Saturday, October 27, 2007
Author: Don DeLillo
9/11. The Twin Towers are burning...And then, as the world watched over, horror-struck, the towers came tumbling down... south tower first..then the north..."He heard the sound of the second fall, or felt it in the trembling air, the north tower coming down, a soft awe of voices in the distance." Enormous plume of smoke rapidly engulfed the entire region. "It was not a street anymore but a world, a time and space of falling ash and near night".

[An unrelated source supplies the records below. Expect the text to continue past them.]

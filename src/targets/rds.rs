//! RDS instance snapshots. Nothing is written locally; the snapshot lives in AWS.

use super::{Artifact, BackupTarget, RestoreResult, TargetContext};
use crate::descriptor::TargetKind;
use crate::error::{Error, Result};
use async_trait::async_trait;
use aws_sdk_rds::error::DisplayErrorContext;
use aws_sdk_rds::types::Tag;
use chrono::{DateTime, Utc};
use std::path::Path;
use std::time::Duration;
use tokio::time::Instant;
use tracing::{error, info, warn};

pub const AVAILABLE: &str = "available";

#[derive(Debug, Clone, PartialEq, Eq)]
pub struct SnapshotHandle {
    pub id: String,
    pub status: Option<String>,
}

#[async_trait]
pub trait SnapshotApi: Send + Sync {
    /// Starts a snapshot of `instance`. [`Error::NotFound`] if the instance
    /// doesn't exist.
    async fn create_snapshot(&self, instance: &str, snapshot_id: &str) -> Result<SnapshotHandle>;

    async fn snapshot_status(&self, snapshot_id: &str) -> Result<String>;
}

pub struct AwsRdsApi {
    client: aws_sdk_rds::Client,
}

impl AwsRdsApi {
    pub async fn new(region: Option<&str>) -> Self {
        let mut loader = aws_config::defaults(aws_config::BehaviorVersion::latest());
        if let Some(region) = region {
            loader = loader.region(aws_sdk_rds::config::Region::new(region.to_string()));
        }
        Self {
            client: aws_sdk_rds::Client::new(&loader.load().await),
        }
    }
}

#[async_trait]
impl SnapshotApi for AwsRdsApi {
    async fn create_snapshot(&self, instance: &str, snapshot_id: &str) -> Result<SnapshotHandle> {
        info!("creating RDS snapshot {:?} from instance: {}", snapshot_id, instance);
        let response = self
            .client
            .create_db_snapshot()
            .db_instance_identifier(instance)
            .db_snapshot_identifier(snapshot_id)
            .tags(Tag::builder().key("author").value("stash-backup").build())
            .send()
            .await
            .map_err(|err| {
                if err
                    .as_service_error()
                    .is_some_and(|e| e.is_db_instance_not_found_fault())
                {
                    Error::NotFound(format!("RDS instance {instance:?}"))
                } else {
                    Error::Snapshot(DisplayErrorContext(err).to_string())
                }
            })?;

        let snapshot = response.db_snapshot();
        Ok(SnapshotHandle {
            id: snapshot
                .and_then(|s| s.db_snapshot_identifier())
                .unwrap_or(snapshot_id)
                .to_string(),
            status: snapshot.and_then(|s| s.status()).map(str::to_string),
        })
    }

    async fn snapshot_status(&self, snapshot_id: &str) -> Result<String> {
        let response = self
            .client
            .describe_db_snapshots()
            .db_snapshot_identifier(snapshot_id)
            .send()
            .await
            .map_err(|err| Error::Snapshot(DisplayErrorContext(err).to_string()))?;

        response
            .db_snapshots()
            .first()
            .and_then(|s| s.status())
            .map(str::to_string)
            .ok_or_else(|| Error::Snapshot(format!("no status for snapshot {snapshot_id:?}")))
    }
}

/// `stash-lax-end2end-2022-04-26-04-50-12`. RDS identifiers allow only
/// letters, digits and single hyphens.
pub fn snapshot_name(prefix: &str, instance: &str, now: DateTime<Utc>) -> String {
    format!("{}-{}-{}", prefix, instance, now.format("%Y-%m-%d-%H-%M-%S"))
}

/// Polls until the snapshot reaches `state`. `false` once `timeout` passes.
pub async fn poll_until(
    api: &dyn SnapshotApi,
    handle: &SnapshotHandle,
    state: &str,
    timeout: Duration,
    interval: Duration,
) -> Result<bool> {
    let started = Instant::now();
    loop {
        let status = api.snapshot_status(&handle.id).await?;
        if status == state {
            info!("snapshot {:?} is now {}", handle.id, status);
            return Ok(true);
        }
        if started.elapsed() >= timeout {
            error!(
                "waited {}s, giving up on snapshot: {}",
                timeout.as_secs(),
                handle.id
            );
            return Ok(false);
        }
        info!("snapshot {:?} not {} yet: {}", handle.id, state, status);
        tokio::time::sleep(interval).await;
    }
}

pub struct RdsSnapshot;

#[async_trait]
impl BackupTarget for RdsSnapshot {
    fn kind(&self) -> TargetKind {
        TargetKind::RdsSnapshot
    }

    async fn backup(
        &self,
        names: &[String],
        destination: &Path,
        ctx: &TargetContext<'_>,
    ) -> Result<Artifact> {
        let api = ctx
            .snapshots
            .ok_or_else(|| Error::Snapshot("no RDS client available".to_string()))?;
        let rds = &ctx.config.rds;
        let timeout = Duration::from_secs(rds.max_wait_minutes * 60);
        let interval = Duration::from_secs(rds.poll_interval_secs);

        let mut timed_out = Vec::new();
        for instance in names {
            let name = snapshot_name(&rds.snapshot_prefix, instance, Utc::now());
            match api.create_snapshot(instance, &name).await {
                Ok(handle) => {
                    if !poll_until(api, &handle, AVAILABLE, timeout, interval).await? {
                        timed_out.push(handle.id);
                    }
                }
                Err(Error::NotFound(what)) => {
                    warn!("{} not found, skipping", what);
                }
                Err(err) => return Err(err),
            }
        }

        if !timed_out.is_empty() {
            return Err(Error::Snapshot(format!(
                "snapshots not available in time: {}",
                timed_out.join(", ")
            )));
        }
        Ok(Artifact::empty(destination))
    }

    async fn restore(
        &self,
        names: &[String],
        _source_dir: &Path,
        _ctx: &TargetContext<'_>,
    ) -> Result<RestoreResult> {
        warn!("restoring RDS snapshots is not supported: {:?}", names);
        Ok(RestoreResult::all_failed(names))
    }

    fn artifact_names(&self, _names: &[String]) -> Result<Vec<String>> {
        Ok(Vec::new())
    }

    fn remote_pattern(&self) -> Option<&'static str> {
        None
    }
}

#[cfg(test)]
mod tests {
    use super::*;
    use crate::config::AppConfig;
    use crate::process::testing::RecordingRunner;
    use chrono::TimeZone;
    use std::collections::VecDeque;
    use std::sync::Mutex;

    /// Hands out the scripted statuses in order, then repeats the last one.
    #[derive(Default)]
    struct ScriptedSnapshots {
        missing: Vec<&'static str>,
        statuses: Mutex<VecDeque<&'static str>>,
        created: Mutex<Vec<(String, String)>>,
    }

    #[async_trait]
    impl SnapshotApi for ScriptedSnapshots {
        async fn create_snapshot(&self, instance: &str, snapshot_id: &str) -> Result<SnapshotHandle> {
            if self.missing.iter().any(|m| *m == instance) {
                return Err(Error::NotFound(format!("RDS instance {instance:?}")));
            }
            self.created
                .lock()
                .unwrap()
                .push((instance.to_string(), snapshot_id.to_string()));
            Ok(SnapshotHandle {
                id: snapshot_id.to_string(),
                status: Some("creating".to_string()),
            })
        }

        async fn snapshot_status(&self, _snapshot_id: &str) -> Result<String> {
            let mut statuses = self.statuses.lock().unwrap();
            let status = if statuses.len() > 1 {
                statuses.pop_front().unwrap()
            } else {
                *statuses.front().unwrap_or(&"creating")
            };
            Ok(status.to_string())
        }
    }

    fn fast_config() -> AppConfig {
        let mut config = AppConfig::default();
        config.rds.max_wait_minutes = 0;
        config.rds.poll_interval_secs = 0;
        config
    }

    #[test]
    fn test_snapshot_name() {
        let now = Utc.with_ymd_and_hms(2022, 4, 26, 4, 50, 12).unwrap();
        assert_eq!(
            snapshot_name("stash", "lax-end2end", now),
            "stash-lax-end2end-2022-04-26-04-50-12"
        );
    }

    #[tokio::test]
    async fn test_poll_until_available() {
        let api = ScriptedSnapshots {
            statuses: Mutex::new(VecDeque::from(["creating", "backing-up", "available"])),
            ..Default::default()
        };
        let handle = SnapshotHandle {
            id: "snap".to_string(),
            status: None,
        };
        let ok = poll_until(&api, &handle, AVAILABLE, Duration::from_secs(5), Duration::ZERO)
            .await
            .unwrap();
        assert!(ok);
    }

    #[tokio::test]
    async fn test_poll_until_times_out() {
        let api = ScriptedSnapshots::default();
        let handle = SnapshotHandle {
            id: "snap".to_string(),
            status: None,
        };
        let ok = poll_until(&api, &handle, AVAILABLE, Duration::ZERO, Duration::ZERO)
            .await
            .unwrap();
        assert!(!ok);
    }

    #[tokio::test]
    async fn test_backup_skips_missing_instances() {
        let config = fast_config();
        let runner = RecordingRunner::default();
        let api = ScriptedSnapshots {
            missing: vec!["gone"],
            statuses: Mutex::new(VecDeque::from(["available"])),
            ..Default::default()
        };
        let ctx = TargetContext {
            config: &config,
            runner: &runner,
            snapshots: Some(&api),
        };

        let names = vec!["gone".to_string(), "lax-prod".to_string()];
        let artifact = RdsSnapshot
            .backup(&names, Path::new("/tmp/unused"), &ctx)
            .await
            .unwrap();

        assert!(artifact.output.is_empty());
        let created = api.created.lock().unwrap();
        assert_eq!(created.len(), 1);
        assert_eq!(created[0].0, "lax-prod");
        assert!(created[0].1.starts_with("stash-lax-prod-"));
    }

    #[tokio::test]
    async fn test_backup_reports_timeouts() {
        let config = fast_config();
        let runner = RecordingRunner::default();
        let api = ScriptedSnapshots::default();
        let ctx = TargetContext {
            config: &config,
            runner: &runner,
            snapshots: Some(&api),
        };

        let result = RdsSnapshot
            .backup(&["lax-prod".to_string()], Path::new("/tmp/unused"), &ctx)
            .await;
        assert!(matches!(result, Err(Error::Snapshot(_))));
    }

    #[tokio::test]
    async fn test_restore_is_unsupported() {
        let config = AppConfig::default();
        let runner = RecordingRunner::default();
        let ctx = TargetContext {
            config: &config,
            runner: &runner,
            snapshots: None,
        };
        let result = RdsSnapshot
            .restore(&["lax-prod".to_string()], Path::new("/tmp"), &ctx)
            .await
            .unwrap();
        assert_eq!(result.output, vec![("lax-prod".to_string(), false)]);
    }
}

Keith, a 39 year-old lawyer, who worked in the Twin Towers, emerged out of the rubble, glass shards jutting out of his skin, ashes coated all over. He appeared at the doorsteps of Lianne, his estranged wife, in a stupor. He carried a briefcase that was not his. It was handed down when he was waiting on the staircase, to escape the burning towers. He forgot to pass it on and now carried it with him. Lianne, a freelance editor, lived with her son Justin, a 7-year-old. Lianne wanted to reconcile their differences, after nearly a year of seperation. But, Keith, a philanderer, proved her wrong once again. When Keith seeks the owner of the briefcase, Florence, he was attracted by her. His affair with Florence was short-lived, however. His interests soon turns to gambling and poker games.
Two parallel stories run along the main plot. One is that of Hammad, a hijacker, who trains in the US to carry out his secretive mission. Second is, Falling man himself. Falling man is a performance artist who stages public stunts (wearing a safety harness tied to his suit) in an attempt to evoke dreadful memories of people falling from the burning towers.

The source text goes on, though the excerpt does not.